I don't know i've got dial up and it's not lighting fast, but it not all that slow either i have no complaints here. I've seen it alot slower on other boards before coming here, And besides even if it is that slow for you zibed, don't you think the excellent info on this board is well worth it? I sure would. I've got more info and help here than on other boards AR is the best in my eyes. :Thumps Up:

----------


## zibep

Maybe it's because I'm on a mac. I have DSL. Every other site I go to is great, pops up right away. This one is so slow I actually give up and have to force quit a lot of times.

----------


## powerlifter

fast for me too

----------


## hoss827

When I had dial up (AOHELL) it blew ass...But I have cable now, and it's all good.  :Smilie:

----------


## johnsomebody

> Maybe it's because I'm on a mac. I have DSL. Every other site I go to is great, pops up right away. This one is so slow I actually give up and have to force quit a lot of times.


That's bizarre -I have a Mac and a cable modem (wireless) and it's fast as lightning.

What OS are you using and what browser? I'm 9.2 and Netscape 7. I can't use Internet Explorer cuz it can't handle image files -but I hate MIcrosoft anyway.

----------


## bitta

of course cable is faster than dial up, but I havent had any problems at all with speed and im on dial up.

----------


## TheOak182

my comp. works perfectly fine with AR!!!

----------


## Benches505

This site loads much faster than some of the others that I visit....I have noticed some problems with the timing out when I read the threads and click back..

----------


## TheSevnthWarrior

I just got my CPU back, and went Cable @ 2mb.....WOW, I'm flyin' now, pages flip practically instantly....diggin' it.

----------


## omen78

Love my AR and cable modem. Albeit, I would wait weeks for a newsletter if that's the only way I could get this kind of information. ALL HAIL AR !!!

----------


## omen78

> maybe it's your connection.............i mean, my connection is extemely slow, i'm still on dial-up and this site is always the fastest to come up.......


Off the subject... your avatar is sexy as hell...  :Devil Grin:

----------


## GREENMACHINE

no prob with my connection

----------


## CDNGEAR

man its lightining fast for me as well...no complaints

----------


## jbol

slow for me

----------


## ItalianMuscle27

Site is not slow at all. You need a cable modem, and clear up your hard drive. Get a track eraser program. I run mine everynite. Everytime you visit websites your tracks are saved to your hard drive. The first time i ran the program, it ran for at least 20minutes. Couldnt believe how much free space was cleared up. Give that a try..

----------


## arnold1980

hey bro can you recommend a good track eraser program

----------


## ItalianMuscle27

yea, the one i use is AbsoluteShield Track Eraser. If you goto download.com, and in the search type in "Track Eraser". There are I think 5 you can pick from. AbsoluteShield was free to try for 15 days, then unfortunately you have to pay for it. It is 24.95, but well worth it.

X..

----------


## arnold1980

i'll check it out, thanks.

----------


## decadbal

dont go for that reason, just check back

----------


## TheChosen1

> Maybe it's because I'm on a mac. I have DSL. Every other site I go to is great, pops up right away. This one is so slow I actually give up and have to force quit a lot of times.
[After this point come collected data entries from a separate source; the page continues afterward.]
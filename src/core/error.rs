//! Error types for text decoding and package loading.
//!
//! Decoding errors come in two kinds:
//!
//! - **Structural**: the text does not have the shape of a record set
//!   (a depth-0 line without `:`, an indented line with no owner,
//!   nesting deeper than the configured maximum).
//! - **Format**: a value tagged as a fixed type (a color literal, a card
//!   timestamp) does not match its literal grammar.
//!
//! Missing or mismatched fields are never errors; lookups return `None`.

use std::io;
use std::string::FromUtf8Error;

use thiserror::Error;

/// Coarse classification of a [`ParseError`].
#[derive(Clone, Copy, Debug, PartialEq, Eq, Hash)]
pub enum ErrorKind {
    /// The text is not shaped like a record set.
    Structural,
    /// A typed literal failed to match its grammar.
    Format,
}

/// A decode failure, carrying the 1-based source line and offending text.
#[derive(Clone, Debug, PartialEq, Eq, Error)]
pub enum ParseError {
    /// A depth-0 line has content but no `:` separator.
    #[error("line {line}: expected `title: value`, found {text:?}")]
    MissingSeparator { line: usize, text: String },

    /// An indented line appears before any record that could own it.
    #[error("line {line}: indented line has no owning record: {text:?}")]
    OrphanIndent { line: usize, text: String },

    /// Nesting is deeper than `ParseConfig::max_depth`.
    #[error("line {line}: nesting exceeds the maximum depth of {max}")]
    DepthExceeded { line: usize, max: usize },

    /// A field that must hold an indented block holds a flat value.
    #[error("line {line}: `{title}` expects an indented block, found {text:?}")]
    ExpectedBlock {
        line: usize,
        title: String,
        text: String,
    },

    /// An `rgb(...)` literal is malformed or has an out-of-range channel.
    #[error("line {line}: invalid color {text:?}: {reason}")]
    InvalidColor {
        line: usize,
        text: String,
        reason: &'static str,
    },

    /// A card timestamp does not match `YYYY-MM-DD HH:MM:SS`.
    #[error("line {line}: invalid timestamp for `{field}`: {text:?}")]
    InvalidTimestamp {
        line: usize,
        field: String,
        text: String,
    },
}

impl ParseError {
    /// Which family of failure this is.
    #[must_use]
    pub fn kind(&self) -> ErrorKind {
        match self {
            ParseError::MissingSeparator { .. }
            | ParseError::OrphanIndent { .. }
            | ParseError::DepthExceeded { .. }
            | ParseError::ExpectedBlock { .. } => ErrorKind::Structural,
            ParseError::InvalidColor { .. } | ParseError::InvalidTimestamp { .. } => {
                ErrorKind::Format
            }
        }
    }

    /// 1-based line the failure was detected on.
    #[must_use]
    pub fn line(&self) -> usize {
        match self {
            ParseError::MissingSeparator { line, .. }
            | ParseError::OrphanIndent { line, .. }
            | ParseError::DepthExceeded { line, .. }
            | ParseError::ExpectedBlock { line, .. }
            | ParseError::InvalidColor { line, .. }
            | ParseError::InvalidTimestamp { line, .. } => *line,
        }
    }

    /// Is this a structural failure?
    #[must_use]
    pub fn is_structural(&self) -> bool {
        self.kind() == ErrorKind::Structural
    }
}

/// A failure while reading a package from a container.
#[derive(Debug, Error)]
pub enum LoadError {
    /// A required entry is not present in the container.
    #[error("package has no `{0}` entry")]
    MissingEntry(String),

    /// Reading an entry (or listing entries) failed.
    #[error("failed to read `{entry}`: {source}")]
    Io {
        entry: String,
        #[source]
        source: io::Error,
    },

    /// A text entry is not valid UTF-8.
    #[error("entry `{entry}` is not valid UTF-8")]
    InvalidText {
        entry: String,
        #[source]
        source: FromUtf8Error,
    },

    /// A text entry failed to decode.
    #[error("failed to parse `{entry}`: {source}")]
    Parse {
        entry: String,
        #[source]
        source: ParseError,
    },

    /// A required root field is missing or does not hold text.
    #[error("missing or non-text field `{0}`")]
    MissingField(&'static str),
}

/// Result alias for text decoding.
pub type ParseResult<T> = Result<T, ParseError>;

/// Result alias for package loading.
pub type LoadResult<T> = Result<T, LoadError>;

#[cfg(test)]
mod tests {
    use super::*;

    #[test]
    fn test_kind() {
        let structural = ParseError::MissingSeparator {
            line: 3,
            text: "oops".into(),
        };
        assert_eq!(structural.kind(), ErrorKind::Structural);
        assert!(structural.is_structural());
        assert_eq!(structural.line(), 3);

        let format = ParseError::InvalidColor {
            line: 7,
            text: "rgb(1,2)".into(),
            reason: "expected three channels",
        };
        assert_eq!(format.kind(), ErrorKind::Format);
        assert_eq!(format.line(), 7);
    }

    #[test]
    fn test_display_mentions_position_and_text() {
        let err = ParseError::InvalidTimestamp {
            line: 12,
            field: "time created".into(),
            text: "yesterday".into(),
        };
        let msg = err.to_string();
        assert!(msg.contains("line 12"));
        assert!(msg.contains("time created"));
        assert!(msg.contains("yesterday"));
    }

    #[test]
    fn test_load_error_wraps_parse_error() {
        let err = LoadError::Parse {
            entry: "set".into(),
            source: ParseError::DepthExceeded { line: 1, max: 4 },
        };
        assert!(err.to_string().contains("`set`"));
        assert!(std::error::Error::source(&err).is_some());
    }
}
//! Typed node and router helpers.
//!
//! Graph state travels as JSON so reducers can merge fields generically. Most
//! nodes are easier to write against a typed view: [`StateGraph::add_typed_node`]
//! deserializes the state into `S`, runs the node, and serializes the returned
//! patch `P`. Top-level `null`s in the patch are dropped, so a patch struct can
//! leave fields it does not write as `None`.

use crate::builder::StateGraph;
use crate::error::GraphError;
use crate::graph::{NodeContext, NodeFuture, NodeId, Router};
use crate::send::ConditionalEdgeResult;
use serde::de::DeserializeOwned;
use serde::Serialize;
use serde_json::Value;
use std::future::Future;
use std::sync::Arc;

/// Serialize a patch and drop top-level nulls
pub fn patch_to_value<P: Serialize>(patch: &P) -> Result<Value, serde_json::Error> {
    let mut value = serde_json::to_value(patch)?;
    if let Value::Object(map) = &mut value {
        map.retain(|_, v| !v.is_null());
    }
    Ok(value)
}

impl StateGraph {
    /// Register a node over typed state and patch
    pub fn add_typed_node<S, P, E, F, Fut>(&mut self, id: impl Into<NodeId>, node: F) -> &mut Self
    where
        S: DeserializeOwned + Send + 'static,
        P: Serialize + Send + 'static,
        E: std::fmt::Display + Send + 'static,
        F: Fn(S, NodeContext) -> Fut + Send + Sync + 'static,
        Fut: Future<Output = Result<P, E>> + Send + 'static,
    {
        let id = id.into();
        let name = id.clone();
        self.add_node_with_context(id, move |value, ctx| {
            let name = name.clone();
            let fut: NodeFuture = match serde_json::from_value::<S>(value) {
                Ok(state) => {
                    let pending = node(state, ctx);
                    Box::pin(async move {
                        let patch = pending
                            .await
                            .map_err(|e| GraphError::node_execution(name, e.to_string()))?;
                        patch_to_value(&patch).map_err(GraphError::from)
                    })
                }
                Err(e) => Box::pin(async move {
                    Err(GraphError::node_execution(
                        name,
                        format!("state does not match node input: {e}"),
                    ))
                }),
            };
            fut
        })
    }

    /// Routed transition over typed state
    pub fn add_typed_conditional_edges<S, F, I, K, V>(
        &mut self,
        from: impl Into<NodeId>,
        router: F,
        mapping: I,
    ) -> &mut Self
    where
        S: DeserializeOwned + 'static,
        F: Fn(&S) -> ConditionalEdgeResult + Send + Sync + 'static,
        I: IntoIterator<Item = (K, V)>,
        K: Into<String>,
        V: Into<NodeId>,
    {
        let router: Router = Arc::new(move |value: &Value| {
            let state: S = serde_json::from_value(value.clone())?;
            Ok::<_, GraphError>(router(&state))
        });
        self.add_router(from, router, mapping)
    }
}

#[cfg(test)]
mod tests {
    use super::*;
    use serde::Deserialize;
    use serde_json::json;

    #[derive(Serialize, Default)]
    struct Patch {
        answer: Option<String>,
        hops: Option<u32>,
    }

    #[derive(Deserialize)]
    struct Demo {
        #[allow(dead_code)]
        question: String,
    }

    #[test]
    fn test_patch_drops_nulls() {
        let patch = Patch {
            answer: Some("42".to_string()),
            hops: None,
        };
        assert_eq!(patch_to_value(&patch).unwrap(), json!({"answer": "42"}));
    }

    #[test]
    fn test_typed_router_surfaces_bad_state() {
        let mut graph = StateGraph::new();
        graph.add_typed_conditional_edges("a", |_s: &Demo| "b".into(), [("b", "b")]);
        let edges = graph.graph().edges_from("a");
        match &edges[0] {
            crate::graph::Edge::Conditional { router, .. } => {
                assert!(router(&json!({"question": 3})).is_err());
                assert_eq!(
                    router(&json!({"question": "q"})).unwrap(),
                    ConditionalEdgeResult::Node("b".to_string())
                );
            }
            other => panic!("unexpected edge {other:?}"),
        }
    }
}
Granted, I once reported the same problem about a year ago. I would click onto a thread, leave my computer, go to my kitchen, and pour myself a cup of coffee before the thread would upload onto the screen. And that's with cable modem at moderate speed.  Now, everything's moving swiftly. The board's rocking quite well, guys!!!

----------


## Spoon

I have no problems whatsoever. my connection is instantaneously. try again it might be your connection.

Spoon

----------


## TheChosen1

> yea, the one i use is AbsoluteShield Track Eraser. If you goto download.com, and in the search type in "Track Eraser". There are I think 5 you can pick from. AbsoluteShield was free to try for 15 days, then unfortunately you have to pay for it. It is 24.95, but well worth it.
> 
> X..


Bro, try History Kill at www.historykill.com
It rocks and comes with a pop-up killer.

----------